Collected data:

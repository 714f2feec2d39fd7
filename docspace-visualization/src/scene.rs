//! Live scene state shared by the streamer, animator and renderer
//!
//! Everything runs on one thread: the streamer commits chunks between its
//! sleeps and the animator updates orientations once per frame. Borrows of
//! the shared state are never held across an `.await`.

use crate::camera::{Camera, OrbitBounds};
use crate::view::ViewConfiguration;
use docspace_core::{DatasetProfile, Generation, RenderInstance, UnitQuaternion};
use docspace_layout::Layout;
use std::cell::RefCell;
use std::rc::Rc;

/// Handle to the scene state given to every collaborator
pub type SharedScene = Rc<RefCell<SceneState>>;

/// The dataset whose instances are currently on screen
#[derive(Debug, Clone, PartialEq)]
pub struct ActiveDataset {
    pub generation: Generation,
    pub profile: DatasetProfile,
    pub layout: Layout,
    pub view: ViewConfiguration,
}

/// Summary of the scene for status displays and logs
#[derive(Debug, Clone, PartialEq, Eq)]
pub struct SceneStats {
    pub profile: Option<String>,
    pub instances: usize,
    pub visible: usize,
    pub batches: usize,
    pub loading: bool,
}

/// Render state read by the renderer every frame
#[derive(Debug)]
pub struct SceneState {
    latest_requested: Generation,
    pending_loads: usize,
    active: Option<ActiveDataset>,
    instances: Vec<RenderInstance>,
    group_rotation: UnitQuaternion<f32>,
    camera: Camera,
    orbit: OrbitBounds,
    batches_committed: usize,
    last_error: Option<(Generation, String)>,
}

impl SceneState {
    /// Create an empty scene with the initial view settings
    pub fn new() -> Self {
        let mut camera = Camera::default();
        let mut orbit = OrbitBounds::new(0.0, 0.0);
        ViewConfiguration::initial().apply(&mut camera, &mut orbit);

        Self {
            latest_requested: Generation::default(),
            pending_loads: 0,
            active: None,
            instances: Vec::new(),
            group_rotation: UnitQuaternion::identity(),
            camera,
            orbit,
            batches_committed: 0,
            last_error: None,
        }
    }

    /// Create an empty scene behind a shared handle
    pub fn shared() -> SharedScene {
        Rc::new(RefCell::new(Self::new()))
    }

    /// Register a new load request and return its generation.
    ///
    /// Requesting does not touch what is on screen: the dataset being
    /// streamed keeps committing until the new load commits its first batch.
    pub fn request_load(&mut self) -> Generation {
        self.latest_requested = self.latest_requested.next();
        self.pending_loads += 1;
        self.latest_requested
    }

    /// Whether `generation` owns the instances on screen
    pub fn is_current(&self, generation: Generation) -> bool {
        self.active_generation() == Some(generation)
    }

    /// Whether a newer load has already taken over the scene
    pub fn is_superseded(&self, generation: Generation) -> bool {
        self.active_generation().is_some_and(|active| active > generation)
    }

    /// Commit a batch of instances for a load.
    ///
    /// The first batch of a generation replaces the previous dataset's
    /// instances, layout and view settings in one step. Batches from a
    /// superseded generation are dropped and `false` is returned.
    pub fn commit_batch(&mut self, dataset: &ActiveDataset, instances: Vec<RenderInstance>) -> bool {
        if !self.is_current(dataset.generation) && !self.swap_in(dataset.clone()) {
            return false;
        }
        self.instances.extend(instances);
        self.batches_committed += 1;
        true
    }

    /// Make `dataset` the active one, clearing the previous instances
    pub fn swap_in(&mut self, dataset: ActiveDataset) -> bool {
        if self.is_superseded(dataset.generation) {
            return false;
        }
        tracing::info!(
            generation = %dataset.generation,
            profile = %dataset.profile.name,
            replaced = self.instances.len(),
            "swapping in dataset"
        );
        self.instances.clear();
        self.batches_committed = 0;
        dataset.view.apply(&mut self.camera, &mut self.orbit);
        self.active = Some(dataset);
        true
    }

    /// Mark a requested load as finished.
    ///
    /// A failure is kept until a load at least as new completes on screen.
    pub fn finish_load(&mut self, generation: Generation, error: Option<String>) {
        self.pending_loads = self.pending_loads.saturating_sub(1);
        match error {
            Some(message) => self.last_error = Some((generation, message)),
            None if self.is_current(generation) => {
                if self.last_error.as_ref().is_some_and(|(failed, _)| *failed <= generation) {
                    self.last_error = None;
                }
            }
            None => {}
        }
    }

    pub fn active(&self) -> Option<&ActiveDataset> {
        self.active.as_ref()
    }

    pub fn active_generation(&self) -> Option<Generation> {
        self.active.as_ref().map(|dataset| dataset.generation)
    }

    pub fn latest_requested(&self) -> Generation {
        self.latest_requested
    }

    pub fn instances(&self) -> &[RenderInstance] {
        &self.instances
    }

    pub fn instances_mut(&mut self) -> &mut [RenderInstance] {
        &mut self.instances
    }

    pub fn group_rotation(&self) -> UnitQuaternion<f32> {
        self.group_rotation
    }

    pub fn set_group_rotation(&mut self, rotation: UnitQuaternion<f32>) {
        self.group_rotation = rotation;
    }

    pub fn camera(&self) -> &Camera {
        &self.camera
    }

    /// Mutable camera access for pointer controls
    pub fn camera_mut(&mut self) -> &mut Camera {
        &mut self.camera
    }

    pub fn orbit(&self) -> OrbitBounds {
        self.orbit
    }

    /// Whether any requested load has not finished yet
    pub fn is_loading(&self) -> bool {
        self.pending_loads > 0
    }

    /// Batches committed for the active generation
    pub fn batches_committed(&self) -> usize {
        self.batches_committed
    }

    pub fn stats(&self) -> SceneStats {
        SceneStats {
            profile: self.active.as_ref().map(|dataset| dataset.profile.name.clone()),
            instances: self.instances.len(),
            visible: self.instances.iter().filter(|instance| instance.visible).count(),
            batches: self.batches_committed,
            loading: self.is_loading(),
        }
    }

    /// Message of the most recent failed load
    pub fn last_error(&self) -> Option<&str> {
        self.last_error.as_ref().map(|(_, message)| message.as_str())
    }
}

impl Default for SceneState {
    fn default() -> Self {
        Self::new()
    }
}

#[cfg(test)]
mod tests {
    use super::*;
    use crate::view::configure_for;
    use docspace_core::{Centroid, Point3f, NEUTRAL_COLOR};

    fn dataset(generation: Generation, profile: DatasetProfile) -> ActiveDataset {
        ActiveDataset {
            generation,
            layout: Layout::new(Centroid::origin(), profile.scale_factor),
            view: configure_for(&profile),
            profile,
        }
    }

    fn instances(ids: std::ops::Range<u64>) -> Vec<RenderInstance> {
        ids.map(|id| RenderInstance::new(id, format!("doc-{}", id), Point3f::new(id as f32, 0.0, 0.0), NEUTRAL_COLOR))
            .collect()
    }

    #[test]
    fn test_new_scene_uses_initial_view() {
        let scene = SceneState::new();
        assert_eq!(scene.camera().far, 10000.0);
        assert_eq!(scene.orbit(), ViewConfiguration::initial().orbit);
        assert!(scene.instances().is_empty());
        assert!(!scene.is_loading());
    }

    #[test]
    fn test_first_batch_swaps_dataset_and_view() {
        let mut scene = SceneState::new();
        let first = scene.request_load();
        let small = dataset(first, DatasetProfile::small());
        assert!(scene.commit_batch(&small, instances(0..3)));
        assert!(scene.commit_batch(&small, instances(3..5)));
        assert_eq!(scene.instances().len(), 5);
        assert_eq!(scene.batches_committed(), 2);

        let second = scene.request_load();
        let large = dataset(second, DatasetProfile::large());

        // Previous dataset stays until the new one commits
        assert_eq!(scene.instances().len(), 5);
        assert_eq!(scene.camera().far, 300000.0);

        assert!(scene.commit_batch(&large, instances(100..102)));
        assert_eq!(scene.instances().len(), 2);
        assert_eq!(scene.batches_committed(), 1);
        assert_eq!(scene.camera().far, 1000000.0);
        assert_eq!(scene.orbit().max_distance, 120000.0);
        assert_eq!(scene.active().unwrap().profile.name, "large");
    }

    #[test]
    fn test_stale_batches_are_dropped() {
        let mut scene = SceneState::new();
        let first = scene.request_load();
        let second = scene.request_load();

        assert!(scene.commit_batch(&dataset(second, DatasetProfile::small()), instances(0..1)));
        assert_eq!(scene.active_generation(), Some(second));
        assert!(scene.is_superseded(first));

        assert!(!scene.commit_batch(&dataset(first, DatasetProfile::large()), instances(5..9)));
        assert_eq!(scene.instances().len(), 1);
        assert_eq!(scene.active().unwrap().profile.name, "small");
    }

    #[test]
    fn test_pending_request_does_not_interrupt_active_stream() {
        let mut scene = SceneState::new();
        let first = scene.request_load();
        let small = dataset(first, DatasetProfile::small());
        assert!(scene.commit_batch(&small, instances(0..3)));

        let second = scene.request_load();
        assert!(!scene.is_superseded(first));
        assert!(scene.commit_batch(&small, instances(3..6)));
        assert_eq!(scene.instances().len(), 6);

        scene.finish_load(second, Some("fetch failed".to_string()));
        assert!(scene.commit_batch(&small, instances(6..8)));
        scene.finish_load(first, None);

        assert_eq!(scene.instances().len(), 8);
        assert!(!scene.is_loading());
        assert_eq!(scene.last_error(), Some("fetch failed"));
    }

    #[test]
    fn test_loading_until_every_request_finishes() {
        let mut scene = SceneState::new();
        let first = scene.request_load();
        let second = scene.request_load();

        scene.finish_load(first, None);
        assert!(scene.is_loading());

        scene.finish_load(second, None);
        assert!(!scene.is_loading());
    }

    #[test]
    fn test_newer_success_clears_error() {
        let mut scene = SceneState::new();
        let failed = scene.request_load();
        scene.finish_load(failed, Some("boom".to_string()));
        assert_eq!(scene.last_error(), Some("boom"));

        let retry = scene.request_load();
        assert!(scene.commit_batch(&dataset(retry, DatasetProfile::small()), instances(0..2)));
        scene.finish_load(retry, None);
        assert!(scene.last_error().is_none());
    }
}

→ **What to produce**: Repeat, exactly as they stand above, the lines from the line with "if !self.is_current(dataset.generation) &&" to the line with "pub fn latest_requested(&self)", both lines included.

→ **Task result**:
        if !self.is_current(dataset.generation) && !self.swap_in(dataset.clone()) {
            return false;
        }
        self.instances.extend(instances);
        self.batches_committed += 1;
        true
    }

    /// Make `dataset` the active one, clearing the previous instances
    pub fn swap_in(&mut self, dataset: ActiveDataset) -> bool {
        if self.is_superseded(dataset.generation) {
            return false;
        }
        tracing::info!(
            generation = %dataset.generation,
            profile = %dataset.profile.name,
            replaced = self.instances.len(),
            "swapping in dataset"
        );
        self.instances.clear();
        self.batches_committed = 0;
        dataset.view.apply(&mut self.camera, &mut self.orbit);
        self.active = Some(dataset);
        true
    }

    /// Mark a requested load as finished.
    ///
    /// A failure is kept until a load at least as new completes on screen.
    pub fn finish_load(&mut self, generation: Generation, error: Option<String>) {
        self.pending_loads = self.pending_loads.saturating_sub(1);
        match error {
            Some(message) => self.last_error = Some((generation, message)),
            None if self.is_current(generation) => {
                if self.last_error.as_ref().is_some_and(|(failed, _)| *failed <= generation) {
                    self.last_error = None;
                }
            }
            None => {}
        }
    }

    pub fn active(&self) -> Option<&ActiveDataset> {
        self.active.as_ref()
    }

    pub fn active_generation(&self) -> Option<Generation> {
        self.active.as_ref().map(|dataset| dataset.generation)
    }

    pub fn latest_requested(&self) -> Generation {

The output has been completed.